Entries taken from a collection

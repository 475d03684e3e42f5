use std::any::Any;

use axum_core::response::IntoResponse;
use tower_http::catch_panic::ResponseForPanic;

use crate::error::api::ApiError;

/// Renders a caught panic as the same structured JSON error envelope every
/// other failure path produces, instead of `tower-http`'s default
/// plain-text body. Wired via `CatchPanicLayer::custom(PanicResponder)`.
#[derive(Debug, Clone, Copy)]
pub struct PanicResponder;

impl ResponseForPanic for PanicResponder {
    type ResponseBody = axum_core::body::Body;

    fn response_for_panic(
        &mut self,
        err: Box<dyn Any + Send + 'static>,
    ) -> http::Response<axum_core::body::Body> {
        let details = if let Some(s) = err.downcast_ref::<String>() {
            s.clone()
        } else if let Some(s) = err.downcast_ref::<&str>() {
            (*s).to_string()
        } else {
            "handler panicked with a non-string payload".to_string()
        };
        ApiError::Panic(details).into_response()
    }
}
//! Practice data consumed by view variants

use super::RenderError;
use crate::registry::Category;
use chrono::NaiveDate;
use serde::{Deserialize, Serialize};
use std::collections::BTreeMap;

#[derive(Debug, Clone, Copy, PartialEq, Eq, PartialOrd, Ord, Serialize, Deserialize)]
#[serde(rename_all = "lowercase")]
pub enum Difficulty {
    Easy,
    Medium,
    Hard,
}

impl Difficulty {
    pub fn as_str(&self) -> &'static str {
        match self {
            Difficulty::Easy => "easy",
            Difficulty::Medium => "medium",
            Difficulty::Hard => "hard",
        }
    }
}

#[derive(Debug, Clone, PartialEq, Serialize, Deserialize)]
pub struct Question {
    pub id: u32,
    pub subject: String,
    pub topic: String,
    pub difficulty: Difficulty,
    #[serde(default)]
    pub answered: bool,
    #[serde(default)]
    pub correct: bool,
}

#[derive(Debug, Clone, PartialEq, Serialize, Deserialize)]
pub struct PracticeSet {
    pub id: u32,
    pub title: String,
    pub subject: String,
    #[serde(default)]
    pub questions: Vec<Question>,
}

impl PracticeSet {
    pub fn accuracy(&self) -> Option<f64> {
        accuracy(&self.questions)
    }

    pub fn answered(&self) -> usize {
        self.questions.iter().filter(|q| q.answered).count()
    }
}

/// One completed practice session
#[derive(Debug, Clone, PartialEq, Serialize, Deserialize)]
pub struct TimelineEntry {
    pub date: NaiveDate,
    pub set_id: u32,
    pub title: String,
    pub correct: u32,
    pub total: u32,
}

impl TimelineEntry {
    pub fn percent(&self) -> Option<f64> {
        if self.total == 0 {
            return None;
        }
        Some(f64::from(self.correct) * 100.0 / f64::from(self.total))
    }
}

/// Input handed to a renderable, tagged by the category it belongs to
#[derive(Debug, Clone, PartialEq, Serialize, Deserialize)]
#[serde(tag = "category", rename_all = "lowercase")]
pub enum ViewData {
    Question { questions: Vec<Question> },
    Set { sets: Vec<PracticeSet> },
    Timeline { entries: Vec<TimelineEntry> },
}

impl ViewData {
    pub fn category(&self) -> Category {
        match self {
            ViewData::Question { .. } => Category::Question,
            ViewData::Set { .. } => Category::Set,
            ViewData::Timeline { .. } => Category::Timeline,
        }
    }

    pub fn questions(&self) -> Result<&[Question], RenderError> {
        match self {
            ViewData::Question { questions } => Ok(questions),
            other => Err(other.mismatch(Category::Question)),
        }
    }

    pub fn sets(&self) -> Result<&[PracticeSet], RenderError> {
        match self {
            ViewData::Set { sets } => Ok(sets),
            other => Err(other.mismatch(Category::Set)),
        }
    }

    pub fn timeline(&self) -> Result<&[TimelineEntry], RenderError> {
        match self {
            ViewData::Timeline { entries } => Ok(entries),
            other => Err(other.mismatch(Category::Timeline)),
        }
    }

    fn mismatch(&self, expected: Category) -> RenderError {
        RenderError::CategoryMismatch {
            expected,
            actual: self.category(),
        }
    }
}

/// Percentage of answered questions answered correctly
pub fn accuracy<'a>(questions: impl IntoIterator<Item = &'a Question>) -> Option<f64> {
    let (answered, correct) = questions
        .into_iter()
        .filter(|q| q.answered)
        .fold((0usize, 0usize), |(answered, correct), q| {
            (answered + 1, correct + usize::from(q.correct))
        });
    if answered == 0 {
        return None;
    }
    Some(correct as f64 * 100.0 / answered as f64)
}

pub fn group_by_topic<'a>(
    questions: impl IntoIterator<Item = &'a Question>,
) -> BTreeMap<&'a str, Vec<&'a Question>> {
    let mut groups: BTreeMap<&str, Vec<&Question>> = BTreeMap::new();
    for question in questions {
        groups.entry(question.topic.as_str()).or_default().push(question);
    }
    groups
}

pub fn group_by_subject<'a>(
    questions: impl IntoIterator<Item = &'a Question>,
) -> BTreeMap<&'a str, Vec<&'a Question>> {
    let mut groups: BTreeMap<&str, Vec<&Question>> = BTreeMap::new();
    for question in questions {
        groups
            .entry(question.subject.as_str())
            .or_default()
            .push(question);
    }
    groups
}

/// Formats an accuracy value for display, `-` when nothing was answered
pub fn format_percent(value: Option<f64>) -> String {
    match value {
        Some(v) => format!("{:.0}%", v),
        None => "-".to_string(),
    }
}

#[cfg(test)]
mod tests {
    use super::*;

    fn question(id: u32, topic: &str, answered: bool, correct: bool) -> Question {
        Question {
            id,
            subject: "Math".to_string(),
            topic: topic.to_string(),
            difficulty: Difficulty::Medium,
            answered,
            correct,
        }
    }

    #[test]
    fn test_accuracy_ignores_unanswered() {
        let questions = vec![
            question(1, "Algebra", true, true),
            question(2, "Algebra", true, false),
            question(3, "Geometry", false, false),
            question(4, "Geometry", true, true),
        ];
        let value = accuracy(&questions).unwrap();
        assert!((value - 66.666).abs() < 0.01);
    }

    #[test]
    fn test_accuracy_none_when_nothing_answered() {
        assert_eq!(accuracy(&[question(1, "Algebra", false, false)]), None);
        assert_eq!(format_percent(None), "-");
    }

    #[test]
    fn test_group_by_topic_sorted() {
        let questions = vec![
            question(1, "Geometry", true, true),
            question(2, "Algebra", true, false),
            question(3, "Geometry", false, false),
        ];
        let groups = group_by_topic(&questions);
        let topics: Vec<&str> = groups.keys().copied().collect();
        assert_eq!(topics, vec!["Algebra", "Geometry"]);
        assert_eq!(groups["Geometry"].len(), 2);
    }

    #[test]
    fn test_view_data_json_tagged_by_category() {
        let json = r#"{
            "category": "timeline",
            "entries": [
                {"date": "2026-03-14", "set_id": 2, "title": "Linear equations", "correct": 8, "total": 10}
            ]
        }"#;
        let data: ViewData = serde_json::from_str(json).unwrap();
        assert_eq!(data.category(), Category::Timeline);
        assert_eq!(data.timeline().unwrap()[0].percent(), Some(80.0));
    }

    #[test]
    fn test_view_data_mismatch() {
        let data = ViewData::Set { sets: vec![] };
        let err = data.questions().unwrap_err();
        assert_eq!(
            err,
            RenderError::CategoryMismatch {
                expected: Category::Question,
                actual: Category::Set,
            }
        );
    }
}
// Cloned from base/constellation.rs by `satlens generate`.
// Topics drawn as galaxies, each question a star in orbit.

//! Constellation: each topic is a cluster of stars, one star per question.
//! Harder questions shine brighter; missed ones flicker.

use crate::registry::Category;
use crate::views::markup::Markup;
use crate::views::model::{group_by_topic, Difficulty};
use crate::views::{RenderError, Renderable, ViewData};

pub const CATEGORY: Category = Category::Question;
pub const TITLE: &str = "View 101: Galaxy Map";
pub const VIEW_ID: u32 = 101;

pub struct GalaxyMapView;

fn magnitude(difficulty: Difficulty) -> u8 {
    match difficulty {
        Difficulty::Easy => 1,
        Difficulty::Medium => 2,
        Difficulty::Hard => 3,
    }
}

impl Renderable for GalaxyMapView {
    fn render(&self, data: &ViewData) -> Result<Markup, RenderError> {
        let questions = data.questions()?;
        let mut markup = Markup::section(VIEW_ID, "constellation", TITLE);

        markup.open("div", "sky");
        for (index, (topic, stars)) in group_by_topic(questions).into_iter().enumerate() {
            markup.open_with("figure", "cluster", &[("data-cluster", index.to_string())]);
            markup.element("figcaption", "cluster-name", topic);
            for star in stars {
                let class = if star.answered && !star.correct {
                    "star flicker"
                } else if star.answered {
                    "star lit"
                } else {
                    "star dim"
                };
                markup
                    .open_with(
                        "span",
                        class,
                        &[
                            ("data-question", star.id.to_string()),
                            ("data-magnitude", magnitude(star.difficulty).to_string()),
                        ],
                    )
                    .close("span");
            }
            markup.close("figure");
        }
        markup.close("div");

        Ok(markup.end_section())
    }
}
//! Registry behaviour over the compiled-in variant set

use satlens::bootstrap::load_registry;
use satlens::registry::{Category, DuplicatePolicy, ListFilter, RegistryError, VariantMetadata};
use satlens::views::{builtin_variants, Renderable, ViewData};
use std::collections::HashSet;

#[test]
fn test_knowledge_tree_lookup() {
    let registry = load_registry(DuplicatePolicy::Reject).unwrap();

    let entry = registry.get(3).unwrap();
    assert_eq!(entry.metadata.name, "Knowledge Tree View");
    assert_eq!(entry.metadata.category, Category::Question);

    let again = registry.get(3).unwrap();
    assert_eq!(entry.metadata, again.metadata);

    assert_eq!(registry.get(999).unwrap_err(), RegistryError::NotFound(999));
}

#[test]
fn test_builtin_ids_are_unique() {
    let mut seen = HashSet::new();
    for def in builtin_variants() {
        assert!(seen.insert(def.id), "id {} declared twice", def.id);
    }
}

#[test]
fn test_category_filter_matches_every_entry() {
    let registry = load_registry(DuplicatePolicy::Reject).unwrap();
    for category in Category::all() {
        let filter = ListFilter::category(*category).with_experimental(true);
        let listed: Vec<_> = registry.list(&filter).collect();
        assert!(!listed.is_empty(), "no {} variants", category);
        assert!(listed.iter().all(|e| e.metadata.category == *category));
    }
}

#[test]
fn test_listing_is_ordered_and_restartable() {
    let registry = load_registry(DuplicatePolicy::Reject).unwrap();
    let variants = registry.list(&ListFilter::all());
    let first: Vec<u32> = variants.clone().map(|e| e.metadata.id).collect();
    let second: Vec<u32> = variants.map(|e| e.metadata.id).collect();

    assert_eq!(first, second);
    let mut sorted = first.clone();
    sorted.sort_unstable();
    assert_eq!(first, sorted);
}

#[test]
fn test_tag_filter() {
    let registry = load_registry(DuplicatePolicy::Reject).unwrap();
    let ids: Vec<u32> = registry
        .list(&ListFilter::all().with_tag("topics"))
        .map(|e| e.metadata.id)
        .collect();
    assert!(ids.contains(&3));
    assert!(ids.contains(&4));
    assert!(ids.contains(&102));
    assert!(!ids.contains(&1));
}

#[test]
fn test_default_for_skips_experimental() {
    let registry = load_registry(DuplicatePolicy::Reject).unwrap();
    let question = registry.default_for(Category::Question).unwrap();
    assert_eq!(question.metadata.id, 3);
    let timeline = registry.default_for(Category::Timeline).unwrap();
    assert_eq!(timeline.metadata.id, 5);
}

#[test]
fn test_generated_variant_renders_its_own_title() {
    let registry = load_registry(DuplicatePolicy::Reject).unwrap();
    let entry = registry.get(102).unwrap();
    let html = entry
        .renderable
        .render(&ViewData::Question { questions: vec![] })
        .unwrap()
        .into_string();
    assert!(html.contains("View 102: Subway Map"));
    assert!(html.contains("data-view-id=\"102\""));
}

#[test]
fn test_conflicting_registration_rejected_then_overwritten() {
    let base = load_registry(DuplicatePolicy::Reject).unwrap();
    let renderable: &'static dyn Renderable = base.get(3).unwrap().renderable;
    let impostor = VariantMetadata::new(3, "Impostor", Category::Question);

    let mut strict = load_registry(DuplicatePolicy::Reject).unwrap();
    assert!(matches!(
        strict.register(impostor.clone(), renderable),
        Err(RegistryError::DuplicateVariantId { id: 3, .. })
    ));
    assert_eq!(strict.get(3).unwrap().metadata.name, "Knowledge Tree View");

    let mut lenient = load_registry(DuplicatePolicy::Overwrite).unwrap();
    lenient.register(impostor, renderable).unwrap();
    assert_eq!(lenient.get(3).unwrap().metadata.name, "Impostor");
}
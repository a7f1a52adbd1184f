//! View variants
//!
//! Every variant is a [`Renderable`] that turns one category of practice data
//! into markup. Hand-written variants live in [`base`]; variants stamped out by
//! `satlens generate` live in [`generated`] and are cloned from a base.

pub mod base;
pub mod generated;
pub mod markup;
pub mod model;

pub use markup::{escape, Markup};
pub use model::{Difficulty, PracticeSet, Question, TimelineEntry, ViewData};

use crate::registry::{Category, VariantDef};
use thiserror::Error;

#[derive(Debug, Clone, PartialEq, Eq, Error)]
pub enum RenderError {
    #[error("View expects {expected} data, got {actual} data")]
    CategoryMismatch {
        expected: Category,
        actual: Category,
    },
}

/// A view variant: data in, markup out
pub trait Renderable: Send + Sync {
    fn render(&self, data: &ViewData) -> Result<Markup, RenderError>;
}

/// Registration records of every compiled-in variant, base first
pub fn builtin_variants() -> impl Iterator<Item = &'static VariantDef> {
    base::DEFS.iter().chain(generated::DEFS.iter()).copied()
}
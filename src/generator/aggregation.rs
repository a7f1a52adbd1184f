//! The aggregation file: the list of generated variant modules loaded at bootstrap
//!
//! The file holds a `generated_variants! { ... }` invocation with one
//! `<module>,` line per variant. The entry block is the run of such lines
//! directly above [`END_MARKER`]; everything else in the file is carried
//! through untouched.

use regex::Regex;
use std::sync::OnceLock;
use thiserror::Error;

pub const END_MARKER: &str = "// @satlens:end-variants";

#[derive(Debug, Clone, PartialEq, Eq, Error)]
pub enum AggregationError {
    #[error("end marker `// @satlens:end-variants` not found")]
    MarkerNotFound,

    #[error("end marker `// @satlens:end-variants` appears {0} times")]
    DuplicateMarker(usize),

    #[error("'{0}' is not a valid module name")]
    InvalidModule(String),
}

fn entry_pattern() -> &'static Regex {
    static PATTERN: OnceLock<Regex> = OnceLock::new();
    PATTERN.get_or_init(|| Regex::new(r"^\s*([A-Za-z_][A-Za-z0-9_]*),\s*$").expect("valid regex"))
}

fn module_pattern() -> &'static Regex {
    static PATTERN: OnceLock<Regex> = OnceLock::new();
    PATTERN.get_or_init(|| Regex::new(r"^[A-Za-z_][A-Za-z0-9_]*$").expect("valid regex"))
}

#[derive(Debug, Clone, PartialEq, Eq)]
struct Entry {
    line: String,
    module: String,
}

/// Parsed aggregation file
#[derive(Debug, Clone, PartialEq, Eq)]
pub struct AggregationFile {
    head: Vec<String>,
    entries: Vec<Entry>,
    marker: String,
    indent: String,
    tail: Vec<String>,
    line_ending: &'static str,
    trailing_newline: bool,
}

impl AggregationFile {
    pub fn parse(content: &str) -> Result<Self, AggregationError> {
        let lines: Vec<&str> = content.lines().collect();

        let markers: Vec<usize> = lines
            .iter()
            .enumerate()
            .filter(|(_, line)| line.trim() == END_MARKER)
            .map(|(i, _)| i)
            .collect();
        let marker_at = match markers.as_slice() {
            [] => return Err(AggregationError::MarkerNotFound),
            [single] => *single,
            many => return Err(AggregationError::DuplicateMarker(many.len())),
        };

        let mut start = marker_at;
        while start > 0 && entry_pattern().is_match(lines[start - 1]) {
            start -= 1;
        }

        let entries = lines[start..marker_at]
            .iter()
            .filter_map(|line| {
                let module = entry_pattern().captures(line)?.get(1)?.as_str().to_string();
                Some(Entry {
                    line: line.to_string(),
                    module,
                })
            })
            .collect();

        let marker = lines[marker_at].to_string();
        let indent = marker[..marker.len() - marker.trim_start().len()].to_string();

        Ok(Self {
            head: lines[..start].iter().map(|l| l.to_string()).collect(),
            entries,
            marker,
            indent,
            tail: lines[marker_at + 1..].iter().map(|l| l.to_string()).collect(),
            line_ending: if content.contains("\r\n") { "\r\n" } else { "\n" },
            trailing_newline: content.ends_with('\n'),
        })
    }

    /// Module names in file order
    pub fn entries(&self) -> impl Iterator<Item = &str> {
        self.entries.iter().map(|e| e.module.as_str())
    }

    pub fn len(&self) -> usize {
        self.entries.len()
    }

    pub fn is_empty(&self) -> bool {
        self.entries.is_empty()
    }

    pub fn contains(&self, module: &str) -> bool {
        self.entries.iter().any(|e| e.module == module)
    }

    /// Appends `module` after the last entry; `false` if it was already listed
    pub fn insert(&mut self, module: &str) -> Result<bool, AggregationError> {
        if !module_pattern().is_match(module) {
            return Err(AggregationError::InvalidModule(module.to_string()));
        }
        if self.contains(module) {
            return Ok(false);
        }
        self.entries.push(Entry {
            line: format!("{}{},", self.indent, module),
            module: module.to_string(),
        });
        Ok(true)
    }

    pub fn render(&self) -> String {
        let lines: Vec<&str> = self
            .head
            .iter()
            .map(String::as_str)
            .chain(self.entries.iter().map(|e| e.line.as_str()))
            .chain(std::iter::once(self.marker.as_str()))
            .chain(self.tail.iter().map(String::as_str))
            .collect();

        let mut out = lines.join(self.line_ending);
        if self.trailing_newline {
            out.push_str(self.line_ending);
        }
        out
    }
}

#[cfg(test)]
mod tests {
    use super::*;

    const FILE: &str = "\
use crate::registry::VariantDef;

macro_rules! generated_variants {
    ($($module:ident,)*) => {};
}

generated_variants! {
    variant_101,
    variant_102,
    // @satlens:end-variants
}
";

    #[test]
    fn test_parse_entries() {
        let file = AggregationFile::parse(FILE).unwrap();
        assert_eq!(file.entries().collect::<Vec<_>>(), vec!["variant_101", "variant_102"]);
        assert!(file.contains("variant_102"));
        assert!(!file.contains("variant_103"));
    }

    #[test]
    fn test_render_unchanged_is_identical() {
        let file = AggregationFile::parse(FILE).unwrap();
        assert_eq!(file.render(), FILE);
    }

    #[test]
    fn test_insert_appends_before_marker() {
        let mut file = AggregationFile::parse(FILE).unwrap();
        assert!(file.insert("variant_103").unwrap());
        assert!(!file.insert("variant_101").unwrap());

        let rendered = file.render();
        assert!(rendered.contains(
            "    variant_101,\n    variant_102,\n    variant_103,\n    // @satlens:end-variants\n}\n"
        ));
        assert_eq!(rendered.matches("variant_101").count(), 1);
    }

    #[test]
    fn test_insert_into_empty_block() {
        let content = "generated_variants! {\n  // @satlens:end-variants\n}";
        let mut file = AggregationFile::parse(content).unwrap();
        assert!(file.is_empty());
        file.insert("variant_7").unwrap();
        assert_eq!(
            file.render(),
            "generated_variants! {\n  variant_7,\n  // @satlens:end-variants\n}"
        );
    }

    #[test]
    fn test_crlf_line_endings_survive_insert() {
        let content = FILE.replace('\n', "\r\n");
        let mut file = AggregationFile::parse(&content).unwrap();
        assert_eq!(file.render(), content);

        file.insert("variant_103").unwrap();
        let rendered = file.render();
        assert!(rendered.contains(
            "    variant_102,\r\n    variant_103,\r\n    // @satlens:end-variants\r\n"
        ));
        assert!(!rendered.replace("\r\n", "").contains('\n'));
    }

    #[test]
    fn test_missing_marker() {
        let content = FILE.replace(END_MARKER, "");
        assert_eq!(
            AggregationFile::parse(&content),
            Err(AggregationError::MarkerNotFound)
        );
    }

    #[test]
    fn test_duplicate_marker() {
        let content = format!("{}{}\n", FILE, END_MARKER);
        assert_eq!(
            AggregationFile::parse(&content),
            Err(AggregationError::DuplicateMarker(2))
        );
    }

    #[test]
    fn test_rejects_invalid_module() {
        let mut file = AggregationFile::parse(FILE).unwrap();
        assert!(matches!(
            file.insert("variant-9"),
            Err(AggregationError::InvalidModule(_))
        ));
    }
}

Activity: Only a number is expected here: how many lines of the records above contain "lenient".

Written response: 3